On the target server, monitor active initiator sessions using the iSCSI Target PowerShell module:

# List all active iSCSI sessions to this server
Get-IscsiSession | Select InitiatorNodeAddress, TargetNodeAddress, ConnectionCount, IsConnected | Format-Table -AutoSize

# Get detailed session info including initiator IP
Get-IscsiConnection | Select ConnectionIdentifier, InitiatorAddress, TargetAddress, TargetPortNumber | Format-Table -AutoSize

# Check iSCSI server target status
Get-IscsiServerTarget | Select TargetName, Status, InitiatorIds, LunMappings | Format-List

On the initiator side:

# List active sessions from initiator perspective
Get-IscsiSession | Select TargetNodeAddress, IsConnected, NumberOfConnections, SessionIdentifier

# Get MPIO disk path information
Get-Disk | Where-Object { $_.BusType -eq 'iSCSI' } | Get-MSDSMConnection

iSCSI Performance Tuning

Several settings improve iSCSI throughput and latency. On the target server, ensure the iSCSI Target Server service has high I/O priority. On both target and initiator NICs, disable interrupt coalescing for low-latency workloads, or enable it for high-throughput workloads:

# Disable TCP offload engine selectively (sometimes causes issues with iSCSI)
# Only disable if experiencing connectivity problems
netsh int tcp set global chimney=disabled

# Enable jumbo frames on the storage NIC (MTU 9014)
Set-NetAdapterAdvancedProperty -Name "Storage NIC" -RegistryKeyword "*JumboPacket" -RegistryValue 9014

# Verify jumbo frames setting
Get-NetAdapterAdvancedProperty -Name "Storage NIC" -RegistryKeyword "*JumboPacket"

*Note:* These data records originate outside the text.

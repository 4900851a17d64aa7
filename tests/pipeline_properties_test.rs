//! Property tests for the motion pipeline invariants

use headmouse::{
    config::{axis_speed_factor, gamepad_abs_speed_factor, shake_threshold, Config},
    constants::{AXIS_SPEED_MAX, AXIS_SPEED_MIN, GAMEPAD_REL_SENSITIVITY_MAX, GAMEPAD_REL_SENSITIVITY_MIN},
    countdown::{FaceDetectionCountdown, FACE_DETECTION_DISABLED},
    dwell_click::DwellClickController,
    engine::{EngineState, EngineStateMachine, MotionSample, OperationMode},
    gamepad::{AbsoluteGamepadProjector, GamepadSector},
    motion_scaler::scale,
    orientation::{correct, DeviceRotation, FlipDirection},
    shake_detector::ShakeDetector,
};
use proptest::prelude::*;

fn flips() -> impl Strategy<Value = FlipDirection> {
    prop_oneof![
        Just(FlipDirection::None),
        Just(FlipDirection::Horizontal),
        Just(FlipDirection::Vertical)
    ]
}

fn rotations() -> impl Strategy<Value = DeviceRotation> {
    prop_oneof![
        Just(DeviceRotation::Deg0),
        Just(DeviceRotation::Deg90),
        Just(DeviceRotation::Deg180),
        Just(DeviceRotation::Deg270)
    ]
}

proptest! {
    #[test]
    fn prop_orientation_is_invertible(
        dx in -1000.0f32..1000.0,
        dy in -1000.0f32..1000.0,
        flip in flips(),
        rotation in rotations(),
    ) {
        let (cx, cy) = correct(dx, dy, flip, rotation);
        // Undo the rotation, then the flip
        let (ux, uy) = correct(cx, cy, FlipDirection::None, rotation.inverse());
        let (rx, ry) = correct(ux, uy, flip, DeviceRotation::Deg0);
        prop_assert!((rx - dx).abs() < 1e-3);
        prop_assert!((ry - dy).abs() < 1e-3);
    }

    #[test]
    fn prop_orientation_round_trip_without_flip(
        dx in -1000.0f32..1000.0,
        dy in -1000.0f32..1000.0,
        rotation in rotations(),
    ) {
        let (cx, cy) = correct(dx, dy, FlipDirection::None, rotation);
        let (rx, ry) = correct(cx, cy, FlipDirection::None, rotation.inverse());
        prop_assert!((rx - dx).abs() < 1e-3);
        prop_assert!((ry - dy).abs() < 1e-3);
    }

    #[test]
    fn prop_disk_containment(
        steps in prop::collection::vec((-50.0f32..50.0, -50.0f32..50.0), 1..200),
        speed in 1i32..=100,
    ) {
        let mut projector = AbsoluteGamepadProjector::new(gamepad_abs_speed_factor(speed));
        for (dx, dy) in steps {
            projector.update_motion(dx, dy);
            let (x, y) = projector.position();
            prop_assert!(x * x + y * y <= 1.0 + 1e-5);
        }
    }

    #[test]
    fn prop_dead_zone(angle in 0.0f32..std::f32::consts::TAU, radius in 0.0f32..0.399, steps in 1usize..20) {
        let mut projector = AbsoluteGamepadProjector::new(1.0);
        #[allow(clippy::cast_precision_loss)]
        let step = radius / steps as f32;
        for _ in 0..steps {
            let sector = projector.update_motion(step * angle.cos(), step * angle.sin());
            prop_assert_eq!(sector, GamepadSector::None);
        }
    }

    #[test]
    fn prop_speed_monotonic(
        s1 in AXIS_SPEED_MIN..AXIS_SPEED_MAX,
        delta in 1i32..=AXIS_SPEED_MAX,
        dx in prop_oneof![-100.0f32..-0.01, 0.01f32..100.0],
        dy in -100.0f32..100.0,
    ) {
        let s2 = (s1 + delta).min(AXIS_SPEED_MAX);
        prop_assume!(s2 > s1);
        let m1 = axis_speed_factor(s1);
        let m2 = axis_speed_factor(s2);
        prop_assert!(m1 < m2);
        let v = axis_speed_factor(10);
        let (ax, ay) = scale(dx, dy, m1, v);
        let (bx, by) = scale(dx, dy, m2, v);
        prop_assert!(ax.abs() < bx.abs());
        prop_assert!(f64::from(ax).hypot(f64::from(ay)) < f64::from(bx).hypot(f64::from(by)));
    }

    #[test]
    fn prop_shake_threshold_monotonic(s in GAMEPAD_REL_SENSITIVITY_MIN..GAMEPAD_REL_SENSITIVITY_MAX) {
        prop_assert!(shake_threshold(s) < shake_threshold(s + 1));
    }

    #[test]
    fn prop_pointer_clamped(
        deltas in prop::collection::vec((-1e7f32..1e7, -1e7f32..1e7), 1..100),
        width in 1u32..4000,
        height in 1u32..4000,
    ) {
        let mut config = Config::default();
        config.screen.width = width;
        config.screen.height = height;
        let mut controller = DwellClickController::new(&config);
        #[allow(clippy::cast_precision_loss)]
        for (dx, dy) in deltas {
            let p = controller.update_position(dx, dy);
            prop_assert!(p.x >= 0.0 && p.x < width as f32);
            prop_assert!(p.y >= 0.0 && p.y < height as f32);
        }
    }

    #[test]
    fn prop_disabled_countdown_never_finishes(start in 0i64..1_000_000, later in 0i64..i64::MAX / 4) {
        let mut countdown = FaceDetectionCountdown::new(FACE_DETECTION_DISABLED);
        countdown.reset(start);
        prop_assert!(!countdown.has_finished(start + later));
        prop_assert_eq!(countdown.elapsed_percent(start + later), 100);
    }

    #[test]
    fn prop_face_loss_round_trip(timeout_secs in 1u32..5, frame_ms in 10i64..100) {
        let mut config = Config::default();
        config.power.sleep_slices = 0;
        config.face_detection.timeout_secs = timeout_secs;
        let engine = EngineStateMachine::new(config, OperationMode::Mouse).unwrap();
        engine.start();
        engine.start();
        engine.dependency_ready();

        engine.on_frame(&MotionSample::new(0.0, 0.0, true, 0));
        let timeout_ms = i64::from(timeout_secs) * 1000;
        let mut t = 0;
        while t <= timeout_ms + frame_ms {
            t += frame_ms;
            engine.on_frame(&MotionSample::new(0.0, 0.0, false, t));
        }
        prop_assert_eq!(engine.state(), EngineState::NoFacePaused);

        t += frame_ms;
        engine.on_frame(&MotionSample::new(0.0, 0.0, true, t));
        prop_assert_eq!(engine.state(), EngineState::Running);
        prop_assert!(!engine.face_detection_countdown().has_finished(t));
    }
}

#[test]
fn test_shake_single_fire_sequence() {
    let threshold = shake_threshold(5);
    let mut detector = ShakeDetector::new(threshold);
    let sequence = [0.0, 0.1, 0.5, threshold + 0.01, threshold - 0.1, 0.05, -0.1, -0.5];
    let fired = sequence.iter().filter(|&&v| detector.update(v) != 0).count();
    assert_eq!(fired, 1);
}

# Set receive buffer size on storage NIC for higher throughput
Set-NetAdapterAdvancedProperty -Name "Storage NIC" -RegistryKeyword "*ReceiveBuffers" -RegistryValue 4096

For SQL Server iSCSI LUNs, pre-allocate the VHDX as a fixed-size disk to avoid dynamic expansion overhead during production I/O. Format SQL data volumes with 64 KB allocation unit size in Disk Management or via diskpart for optimal SQL Server block alignment.

Configuring iSCSI with the Target Server Snap-in

Server Manager includes an iSCSI graphical interface under File and Storage Services > iSCSI. The wizard guides you through creating virtual disks and targets in a single flow. It is suitable for smaller deployments but lacks the automation capabilities of PowerShell. For large-scale or scripted provisioning of many LUNs, use the iSCSITarget PowerShell module exclusively.

The Windows Server 2022 iSCSI Target Server supports online virtual disk extension (increasing LUN size without downtime), snapshots (hardware VSS snapshots of iSCSI VHDs), and iSCSI disk cloning for rapid provisioning of test environments from production disk snapshots.

# Resize an existing iSCSI virtual disk online (initiator must rescan after)
Resize-IscsiVirtualDisk -Path "D:iSCSIVirtualDisksLUN01.vhdx" -SizeBytes 1TB

# On the initiator, rescan to pick up the size change
Update-Disk -Number (Get-Disk | Where-Object BusType -eq 'iSCSI').Number

The Windows Server 2022 iSCSI Target Server is a cost-effective shared block storage solution for environments where a dedicated hardware SAN is not justified. With proper network isolation, MPIO, CHAP authentication, and jumbo frames, it delivers reliable performance for most small to medium workloads.